Instructions to follow — Working through the lines below, return each one that holds "PubSubResult".

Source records
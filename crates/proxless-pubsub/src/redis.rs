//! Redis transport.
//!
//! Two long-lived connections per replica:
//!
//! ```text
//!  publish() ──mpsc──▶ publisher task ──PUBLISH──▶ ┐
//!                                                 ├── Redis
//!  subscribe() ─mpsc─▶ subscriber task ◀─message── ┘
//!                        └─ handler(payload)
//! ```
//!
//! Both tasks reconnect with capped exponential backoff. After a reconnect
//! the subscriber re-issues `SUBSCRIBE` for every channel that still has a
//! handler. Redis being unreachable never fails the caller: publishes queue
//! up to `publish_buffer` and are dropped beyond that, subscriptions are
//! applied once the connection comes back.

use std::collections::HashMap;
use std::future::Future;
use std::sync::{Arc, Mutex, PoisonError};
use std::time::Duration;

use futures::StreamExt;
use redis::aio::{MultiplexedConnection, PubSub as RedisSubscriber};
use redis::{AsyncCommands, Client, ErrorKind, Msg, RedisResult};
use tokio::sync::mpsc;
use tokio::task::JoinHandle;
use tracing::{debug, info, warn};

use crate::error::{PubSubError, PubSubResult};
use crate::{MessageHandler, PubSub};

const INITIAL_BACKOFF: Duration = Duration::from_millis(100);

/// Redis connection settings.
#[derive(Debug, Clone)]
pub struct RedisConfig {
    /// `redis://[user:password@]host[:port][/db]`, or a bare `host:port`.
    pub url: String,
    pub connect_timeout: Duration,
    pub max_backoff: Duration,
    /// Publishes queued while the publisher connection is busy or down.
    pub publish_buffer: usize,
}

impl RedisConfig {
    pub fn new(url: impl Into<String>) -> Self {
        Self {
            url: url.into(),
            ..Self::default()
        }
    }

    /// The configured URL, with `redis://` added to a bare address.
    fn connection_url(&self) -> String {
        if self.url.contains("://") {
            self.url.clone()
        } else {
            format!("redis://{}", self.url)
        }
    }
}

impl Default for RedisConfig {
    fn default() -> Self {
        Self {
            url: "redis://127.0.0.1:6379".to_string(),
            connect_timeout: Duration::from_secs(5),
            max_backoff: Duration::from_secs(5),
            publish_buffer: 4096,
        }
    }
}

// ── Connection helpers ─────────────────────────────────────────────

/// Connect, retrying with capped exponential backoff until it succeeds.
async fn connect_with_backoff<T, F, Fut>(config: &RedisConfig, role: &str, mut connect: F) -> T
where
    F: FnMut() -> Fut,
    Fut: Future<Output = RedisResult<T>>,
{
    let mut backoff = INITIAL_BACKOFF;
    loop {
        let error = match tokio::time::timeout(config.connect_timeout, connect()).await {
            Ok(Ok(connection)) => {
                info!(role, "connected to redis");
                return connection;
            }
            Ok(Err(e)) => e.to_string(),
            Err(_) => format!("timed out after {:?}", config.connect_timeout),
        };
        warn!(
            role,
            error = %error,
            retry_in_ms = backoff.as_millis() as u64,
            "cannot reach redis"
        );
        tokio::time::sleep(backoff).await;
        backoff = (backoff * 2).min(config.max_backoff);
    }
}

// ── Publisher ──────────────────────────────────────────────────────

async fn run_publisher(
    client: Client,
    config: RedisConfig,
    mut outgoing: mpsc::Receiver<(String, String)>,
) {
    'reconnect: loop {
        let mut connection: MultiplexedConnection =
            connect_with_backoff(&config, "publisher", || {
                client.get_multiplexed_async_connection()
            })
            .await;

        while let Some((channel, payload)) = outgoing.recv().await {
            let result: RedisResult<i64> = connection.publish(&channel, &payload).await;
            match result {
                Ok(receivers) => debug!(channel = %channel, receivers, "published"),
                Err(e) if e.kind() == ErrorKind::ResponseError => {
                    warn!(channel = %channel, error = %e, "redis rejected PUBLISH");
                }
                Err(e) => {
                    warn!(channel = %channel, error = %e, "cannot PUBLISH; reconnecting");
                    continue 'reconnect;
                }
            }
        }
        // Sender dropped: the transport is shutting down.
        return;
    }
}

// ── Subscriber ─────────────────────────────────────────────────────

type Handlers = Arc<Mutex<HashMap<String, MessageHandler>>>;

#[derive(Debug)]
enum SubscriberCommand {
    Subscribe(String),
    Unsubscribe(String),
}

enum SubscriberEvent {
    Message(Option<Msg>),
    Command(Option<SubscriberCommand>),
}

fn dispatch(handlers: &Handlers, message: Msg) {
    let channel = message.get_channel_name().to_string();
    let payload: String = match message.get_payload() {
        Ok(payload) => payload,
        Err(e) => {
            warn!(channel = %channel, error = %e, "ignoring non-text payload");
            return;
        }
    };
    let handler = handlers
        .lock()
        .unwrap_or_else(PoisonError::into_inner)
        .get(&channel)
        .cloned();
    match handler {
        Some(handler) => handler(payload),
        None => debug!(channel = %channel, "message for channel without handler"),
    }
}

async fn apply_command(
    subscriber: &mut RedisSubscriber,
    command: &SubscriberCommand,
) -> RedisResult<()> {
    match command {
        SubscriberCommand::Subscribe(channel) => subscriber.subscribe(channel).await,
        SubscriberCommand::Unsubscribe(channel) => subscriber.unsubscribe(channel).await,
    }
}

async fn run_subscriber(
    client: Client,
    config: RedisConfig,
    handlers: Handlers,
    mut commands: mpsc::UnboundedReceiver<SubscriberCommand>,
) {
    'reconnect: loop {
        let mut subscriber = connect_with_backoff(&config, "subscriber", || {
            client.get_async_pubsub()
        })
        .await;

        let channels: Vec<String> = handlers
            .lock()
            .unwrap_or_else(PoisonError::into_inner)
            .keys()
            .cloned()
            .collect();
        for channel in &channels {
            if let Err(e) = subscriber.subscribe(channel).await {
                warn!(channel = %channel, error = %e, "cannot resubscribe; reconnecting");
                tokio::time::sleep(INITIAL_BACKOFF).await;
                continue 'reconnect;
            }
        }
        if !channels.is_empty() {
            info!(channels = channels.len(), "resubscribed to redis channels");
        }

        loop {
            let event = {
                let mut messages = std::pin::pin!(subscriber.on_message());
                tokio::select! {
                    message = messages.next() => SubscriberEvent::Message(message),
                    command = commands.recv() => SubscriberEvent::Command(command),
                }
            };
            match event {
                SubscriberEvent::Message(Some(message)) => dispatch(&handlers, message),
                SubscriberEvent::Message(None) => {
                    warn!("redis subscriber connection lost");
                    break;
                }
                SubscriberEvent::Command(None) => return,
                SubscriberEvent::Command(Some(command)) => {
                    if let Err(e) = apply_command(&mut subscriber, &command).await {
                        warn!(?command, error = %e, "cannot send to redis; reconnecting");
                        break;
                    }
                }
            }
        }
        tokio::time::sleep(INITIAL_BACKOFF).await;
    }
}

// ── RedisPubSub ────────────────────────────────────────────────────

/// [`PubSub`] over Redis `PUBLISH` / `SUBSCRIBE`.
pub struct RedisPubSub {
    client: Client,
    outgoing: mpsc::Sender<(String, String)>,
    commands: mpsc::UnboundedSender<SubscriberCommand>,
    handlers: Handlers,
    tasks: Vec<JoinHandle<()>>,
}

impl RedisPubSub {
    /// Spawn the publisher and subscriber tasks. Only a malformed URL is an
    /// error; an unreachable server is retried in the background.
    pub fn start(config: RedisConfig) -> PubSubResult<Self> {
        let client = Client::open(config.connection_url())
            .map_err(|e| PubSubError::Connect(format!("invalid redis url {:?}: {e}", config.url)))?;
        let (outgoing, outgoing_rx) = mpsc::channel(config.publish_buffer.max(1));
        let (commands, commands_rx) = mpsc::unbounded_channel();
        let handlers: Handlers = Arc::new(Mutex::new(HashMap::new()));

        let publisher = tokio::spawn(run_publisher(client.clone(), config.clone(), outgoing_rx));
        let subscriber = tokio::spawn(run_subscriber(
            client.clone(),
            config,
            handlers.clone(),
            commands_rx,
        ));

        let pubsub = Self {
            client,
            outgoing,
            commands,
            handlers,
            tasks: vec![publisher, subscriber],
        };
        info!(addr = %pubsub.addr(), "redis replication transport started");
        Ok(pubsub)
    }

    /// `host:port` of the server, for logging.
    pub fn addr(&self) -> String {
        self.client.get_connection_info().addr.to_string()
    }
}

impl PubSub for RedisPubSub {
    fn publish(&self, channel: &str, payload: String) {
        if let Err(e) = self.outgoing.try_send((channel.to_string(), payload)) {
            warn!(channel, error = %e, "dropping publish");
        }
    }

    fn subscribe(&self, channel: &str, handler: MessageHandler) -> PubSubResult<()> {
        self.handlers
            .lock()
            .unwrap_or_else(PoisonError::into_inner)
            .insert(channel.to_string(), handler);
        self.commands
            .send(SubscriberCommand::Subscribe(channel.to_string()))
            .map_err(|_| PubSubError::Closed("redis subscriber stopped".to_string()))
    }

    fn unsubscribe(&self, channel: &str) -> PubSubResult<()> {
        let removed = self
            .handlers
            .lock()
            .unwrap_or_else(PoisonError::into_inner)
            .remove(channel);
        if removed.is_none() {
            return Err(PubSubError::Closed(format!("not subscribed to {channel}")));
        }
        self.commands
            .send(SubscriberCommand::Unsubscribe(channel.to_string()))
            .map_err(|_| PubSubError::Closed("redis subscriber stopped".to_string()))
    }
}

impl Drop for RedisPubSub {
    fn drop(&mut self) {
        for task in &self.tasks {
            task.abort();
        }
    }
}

Worked solution —
use crate::error::{PubSubError, PubSubResult};
    pub fn start(config: RedisConfig) -> PubSubResult<Self> {
    fn subscribe(&self, channel: &str, handler: MessageHandler) -> PubSubResult<()> {
    fn unsubscribe(&self, channel: &str) -> PubSubResult<()> {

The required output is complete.